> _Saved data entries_
——

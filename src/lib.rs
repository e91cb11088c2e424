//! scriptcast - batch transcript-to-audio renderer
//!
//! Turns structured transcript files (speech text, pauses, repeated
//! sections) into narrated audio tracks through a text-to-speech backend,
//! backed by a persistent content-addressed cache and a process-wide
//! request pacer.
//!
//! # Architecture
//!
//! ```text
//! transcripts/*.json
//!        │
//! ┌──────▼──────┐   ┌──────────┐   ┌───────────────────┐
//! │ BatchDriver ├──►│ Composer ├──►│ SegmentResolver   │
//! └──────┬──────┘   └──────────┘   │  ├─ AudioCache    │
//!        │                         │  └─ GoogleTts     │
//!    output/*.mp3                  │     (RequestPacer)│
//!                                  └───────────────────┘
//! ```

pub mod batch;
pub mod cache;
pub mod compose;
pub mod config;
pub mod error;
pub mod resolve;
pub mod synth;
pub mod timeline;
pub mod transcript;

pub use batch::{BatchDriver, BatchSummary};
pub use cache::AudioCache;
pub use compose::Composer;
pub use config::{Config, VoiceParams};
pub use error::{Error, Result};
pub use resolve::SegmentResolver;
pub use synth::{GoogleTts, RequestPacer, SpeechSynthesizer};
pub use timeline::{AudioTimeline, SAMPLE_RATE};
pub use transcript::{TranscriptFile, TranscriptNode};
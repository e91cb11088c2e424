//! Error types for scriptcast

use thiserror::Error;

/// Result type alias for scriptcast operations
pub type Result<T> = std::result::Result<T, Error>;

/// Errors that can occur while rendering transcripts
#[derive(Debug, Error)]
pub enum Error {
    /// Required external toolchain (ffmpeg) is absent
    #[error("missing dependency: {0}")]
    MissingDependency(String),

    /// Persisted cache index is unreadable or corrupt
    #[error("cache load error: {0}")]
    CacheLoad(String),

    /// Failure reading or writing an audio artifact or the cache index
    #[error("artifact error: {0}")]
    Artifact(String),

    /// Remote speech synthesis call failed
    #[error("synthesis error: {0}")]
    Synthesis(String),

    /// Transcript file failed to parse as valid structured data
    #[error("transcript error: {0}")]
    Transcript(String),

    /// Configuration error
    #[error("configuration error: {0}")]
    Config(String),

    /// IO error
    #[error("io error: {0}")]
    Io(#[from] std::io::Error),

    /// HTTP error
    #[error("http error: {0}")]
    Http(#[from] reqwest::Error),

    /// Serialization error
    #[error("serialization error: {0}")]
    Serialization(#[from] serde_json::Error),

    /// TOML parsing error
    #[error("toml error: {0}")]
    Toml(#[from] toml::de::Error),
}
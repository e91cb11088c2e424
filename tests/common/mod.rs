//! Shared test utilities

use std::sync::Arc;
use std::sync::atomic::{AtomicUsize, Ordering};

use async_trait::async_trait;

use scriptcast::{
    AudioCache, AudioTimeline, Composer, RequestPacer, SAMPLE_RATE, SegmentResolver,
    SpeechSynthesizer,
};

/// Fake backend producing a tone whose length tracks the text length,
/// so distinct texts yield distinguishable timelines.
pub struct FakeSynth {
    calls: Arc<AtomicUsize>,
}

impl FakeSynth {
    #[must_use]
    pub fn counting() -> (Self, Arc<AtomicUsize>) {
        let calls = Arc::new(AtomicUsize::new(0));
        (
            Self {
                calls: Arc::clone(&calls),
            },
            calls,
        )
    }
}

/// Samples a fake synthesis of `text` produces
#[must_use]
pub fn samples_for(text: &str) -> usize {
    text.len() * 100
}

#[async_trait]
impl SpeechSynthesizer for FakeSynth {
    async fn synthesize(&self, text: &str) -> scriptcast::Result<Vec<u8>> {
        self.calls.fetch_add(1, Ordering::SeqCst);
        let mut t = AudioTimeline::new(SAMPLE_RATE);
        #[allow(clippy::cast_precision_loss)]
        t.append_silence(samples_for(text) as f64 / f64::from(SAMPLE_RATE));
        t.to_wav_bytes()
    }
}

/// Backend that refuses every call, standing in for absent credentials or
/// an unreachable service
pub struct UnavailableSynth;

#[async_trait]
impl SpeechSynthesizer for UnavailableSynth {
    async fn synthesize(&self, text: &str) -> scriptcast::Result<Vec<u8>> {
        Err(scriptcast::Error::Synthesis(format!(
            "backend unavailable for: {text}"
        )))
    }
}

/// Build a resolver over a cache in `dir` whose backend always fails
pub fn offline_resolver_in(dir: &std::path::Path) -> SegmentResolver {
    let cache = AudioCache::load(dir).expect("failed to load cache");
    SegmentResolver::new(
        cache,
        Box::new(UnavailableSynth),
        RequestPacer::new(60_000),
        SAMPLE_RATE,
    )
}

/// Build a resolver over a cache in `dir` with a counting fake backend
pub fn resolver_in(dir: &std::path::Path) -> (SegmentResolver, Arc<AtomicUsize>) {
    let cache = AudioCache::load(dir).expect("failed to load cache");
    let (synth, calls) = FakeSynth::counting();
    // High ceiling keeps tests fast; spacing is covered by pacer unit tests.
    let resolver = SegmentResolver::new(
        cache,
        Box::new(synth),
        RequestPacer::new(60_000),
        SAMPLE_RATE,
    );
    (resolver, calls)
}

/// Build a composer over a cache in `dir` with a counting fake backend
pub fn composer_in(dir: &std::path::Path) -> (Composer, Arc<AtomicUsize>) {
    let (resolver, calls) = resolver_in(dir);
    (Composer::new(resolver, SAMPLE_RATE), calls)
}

——

> _WHAT IS NEEDED_
The data above must be reproduced in full, exactly as given.

> _RESULT OF THIS TASK_
filename src/lib.rs
repository e91cb11088c2e424
//! scriptcast - batch transcript-to-audio renderer
//!
//! Turns structured transcript files (speech text, pauses, repeated
//! sections) into narrated audio tracks through a text-to-speech backend,
//! backed by a persistent content-addressed cache and a process-wide
//! request pacer.
//!
//! # Architecture
//!
//! ```text
//! transcripts/*.json
//!        │
//! ┌──────▼──────┐   ┌──────────┐   ┌───────────────────┐
//! │ BatchDriver ├──►│ Composer ├──►│ SegmentResolver   │
//! └──────┬──────┘   └──────────┘   │  ├─ AudioCache    │
//!        │                         │  └─ GoogleTts     │
//!    output/*.mp3                  │     (RequestPacer)│
//!                                  └───────────────────┘
//! ```

pub mod batch;
pub mod cache;
pub mod compose;
pub mod config;
pub mod error;
pub mod resolve;
pub mod synth;
pub mod timeline;
pub mod transcript;

pub use batch::{BatchDriver, BatchSummary};
pub use cache::AudioCache;
pub use compose::Composer;
pub use config::{Config, VoiceParams};
pub use error::{Error, Result};
pub use resolve::SegmentResolver;
pub use synth::{GoogleTts, RequestPacer, SpeechSynthesizer};
pub use timeline::{AudioTimeline, SAMPLE_RATE};
pub use transcript::{TranscriptFile, TranscriptNode};
repository e91cb11088c2e424
//! Error types for scriptcast

use thiserror::Error;

/// Result type alias for scriptcast operations
pub type Result<T> = std::result::Result<T, Error>;

/// Errors that can occur while rendering transcripts
#[derive(Debug, Error)]
pub enum Error {
    /// Required external toolchain (ffmpeg) is absent
    #[error("missing dependency: {0}")]
    MissingDependency(String),

    /// Persisted cache index is unreadable or corrupt
    #[error("cache load error: {0}")]
    CacheLoad(String),

    /// Failure reading or writing an audio artifact or the cache index
    #[error("artifact error: {0}")]
    Artifact(String),

    /// Remote speech synthesis call failed
    #[error("synthesis error: {0}")]
    Synthesis(String),

    /// Transcript file failed to parse as valid structured data
    #[error("transcript error: {0}")]
    Transcript(String),

    /// Configuration error
    #[error("configuration error: {0}")]
    Config(String),

    /// IO error
    #[error("io error: {0}")]
    Io(#[from] std::io::Error),

    /// HTTP error
    #[error("http error: {0}")]
    Http(#[from] reqwest::Error),

    /// Serialization error
    #[error("serialization error: {0}")]
    Serialization(#[from] serde_json::Error),

    /// TOML parsing error
    #[error("toml error: {0}")]
    Toml(#[from] toml::de::Error),
}
repository e91cb11088c2e424
filename tests/common/mod.rs
//! Shared test utilities

use std::sync::Arc;
use std::sync::atomic::{AtomicUsize, Ordering};

use async_trait::async_trait;

use scriptcast::{
    AudioCache, AudioTimeline, Composer, RequestPacer, SAMPLE_RATE, SegmentResolver,
    SpeechSynthesizer,
};

/// Fake backend producing a tone whose length tracks the text length,
/// so distinct texts yield distinguishable timelines.
pub struct FakeSynth {
    calls: Arc<AtomicUsize>,
}

impl FakeSynth {
    #[must_use]
    pub fn counting() -> (Self, Arc<AtomicUsize>) {
        let calls = Arc::new(AtomicUsize::new(0));
        (
            Self {
                calls: Arc::clone(&calls),
            },
            calls,
        )
    }
}

/// Samples a fake synthesis of `text` produces
#[must_use]
pub fn samples_for(text: &str) -> usize {
    text.len() * 100
}

#[async_trait]
impl SpeechSynthesizer for FakeSynth {
    async fn synthesize(&self, text: &str) -> scriptcast::Result<Vec<u8>> {
        self.calls.fetch_add(1, Ordering::SeqCst);
        let mut t = AudioTimeline::new(SAMPLE_RATE);
        #[allow(clippy::cast_precision_loss)]
        t.append_silence(samples_for(text) as f64 / f64::from(SAMPLE_RATE));
        t.to_wav_bytes()
    }
}

/// Backend that refuses every call, standing in for absent credentials or
/// an unreachable service
pub struct UnavailableSynth;

#[async_trait]
impl SpeechSynthesizer for UnavailableSynth {
    async fn synthesize(&self, text: &str) -> scriptcast::Result<Vec<u8>> {
        Err(scriptcast::Error::Synthesis(format!(
            "backend unavailable for: {text}"
        )))
    }
}

/// Build a resolver over a cache in `dir` whose backend always fails
pub fn offline_resolver_in(dir: &std::path::Path) -> SegmentResolver {
    let cache = AudioCache::load(dir).expect("failed to load cache");
    SegmentResolver::new(
        cache,
        Box::new(UnavailableSynth),
        RequestPacer::new(60_000),
        SAMPLE_RATE,
    )
}

/// Build a resolver over a cache in `dir` with a counting fake backend
pub fn resolver_in(dir: &std::path::Path) -> (SegmentResolver, Arc<AtomicUsize>) {
    let cache = AudioCache::load(dir).expect("failed to load cache");
    let (synth, calls) = FakeSynth::counting();
    // High ceiling keeps tests fast; spacing is covered by pacer unit tests.
    let resolver = SegmentResolver::new(
        cache,
        Box::new(synth),
        RequestPacer::new(60_000),
        SAMPLE_RATE,
    );
    (resolver, calls)
}

/// Build a composer over a cache in `dir` with a counting fake backend
pub fn composer_in(dir: &std::path::Path) -> (Composer, Arc<AtomicUsize>) {
    let (resolver, calls) = resolver_in(dir);
    (Composer::new(resolver, SAMPLE_RATE), calls)
}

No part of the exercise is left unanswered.